La louable opération de lutte contre l’occupation illégale des espaces publics que les autorités compétentes lancent de temps à autre, ne doit pas toucher uniquement certains quartiers, et uniquement les extensions illégales des locaux commerciaux, car faut-il le dire dans certaines cités et au niveau des communes qui ceinturent la ville d’Oran, c’est la pagaille.
Les piétons n’ont plus le droit de circuler sur les trottoirs, si ce n’est pas à cause des extensions des locaux commerciaux, c’est à cause des marchands de fruits et légumes qui occupent entièrement les trottoirs et même une partie de la chaussée avec leurs étals et leurs marchandises, exposant la vie des piétons au danger du fait qu’ils sont contraints d’emprunter la chaussée au risque de se faire renverser par des véhicules, comme nous l’avions déjà rapporté plusieurs fois dans les colonnes du journal l’Echo d’Oran En effet, le problème de l’occupation illégale des trottoirs a pris une ampleur alarmante dans la majorité des communes et des cités de la wilaya d’Oran, il y a certes eu des opérations de démantèlement, qui n’ont malheureusement pas touché l’ensemble des récalcitrants, comme à titre d’exemple les extensions de certains locaux commerciaux du boulevard des Lions, une cité qui relève administrativement de la commune de Bir el Djir, ou encore le long d’une partie des trottoirs du chemin de wilaya N° 74, un important axe routier à grande circulation reliant la localité de Bir el Djir à celle de hassi Bounif, où le piéton est interdit de les emprunter, ou encore à Sidi el Bachir ou trois rues et leurs trottoirs sont occupés par les marchands des fruits et légumes et par toutes sortes de marchandises, alors que les travaux de réalisation du marché couvert sont à l’arrêt depuis au moins cinq longues années.
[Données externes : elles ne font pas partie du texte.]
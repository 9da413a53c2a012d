//! Vote storage operations

use rusqlite::{params, Connection};
use tracing::instrument;
use uuid::Uuid;

use super::parse::{parse_datetime, parse_uuid};
use crate::error::Result;
use crate::models::Vote;

pub struct VoteStore<'a> {
    conn: &'a Connection,
}

impl<'a> VoteStore<'a> {
    pub fn new(conn: &'a Connection) -> Self {
        Self { conn }
    }

    /// Record a vote. Duplicates are allowed.
    #[instrument(skip(self, vote), fields(event_id = %vote.event_id, category = %vote.category))]
    pub fn create(&self, vote: &Vote) -> Result<()> {
        self.conn.execute(
            "INSERT INTO votes (id, event_id, voter_id, voter_name, category, value, created_at)
             VALUES (?1, ?2, ?3, ?4, ?5, ?6, ?7)",
            params![
                vote.id.to_string(),
                vote.event_id.to_string(),
                vote.voter_id.to_string(),
                vote.voter_name,
                vote.category,
                vote.value,
                vote.created_at.to_rfc3339(),
            ],
        )?;
        Ok(())
    }

    /// List votes for an event in insertion order
    ///
    /// `created_at` comes from the voter's clock, so it is not used for ordering.
    #[instrument(skip(self))]
    pub fn list_for_event(&self, event_id: Uuid) -> Result<Vec<Vote>> {
        let mut stmt = self.conn.prepare(
            "SELECT id, event_id, voter_id, voter_name, category, value, created_at
             FROM votes WHERE event_id = ?1 ORDER BY rowid",
        )?;

        let votes = stmt
            .query_map(params![event_id.to_string()], |row| {
                Ok(Vote {
                    id: parse_uuid(&row.get::<_, String>(0)?)?,
                    event_id: parse_uuid(&row.get::<_, String>(1)?)?,
                    voter_id: parse_uuid(&row.get::<_, String>(2)?)?,
                    voter_name: row.get(3)?,
                    category: row.get(4)?,
                    value: row.get(5)?,
                    created_at: parse_datetime(&row.get::<_, String>(6)?)?,
                })
            })?
            .collect::<std::result::Result<Vec<_>, _>>()?;

        Ok(votes)
    }
}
A Hassiane Toual, commune de Benfreha, la situation n’est guère meilleure, c’est un fléau qui s’est généralisé qui, non seulement donne une vilaine image à nos cités, mais qui prive aussi les piétons du droit d’emprunter les trottoirs pour assurer leur sécurité. Faire du commerce pour gagner sa vie et subvenir au besoin de sa famille ne veut pas dire verser dans la pagaille.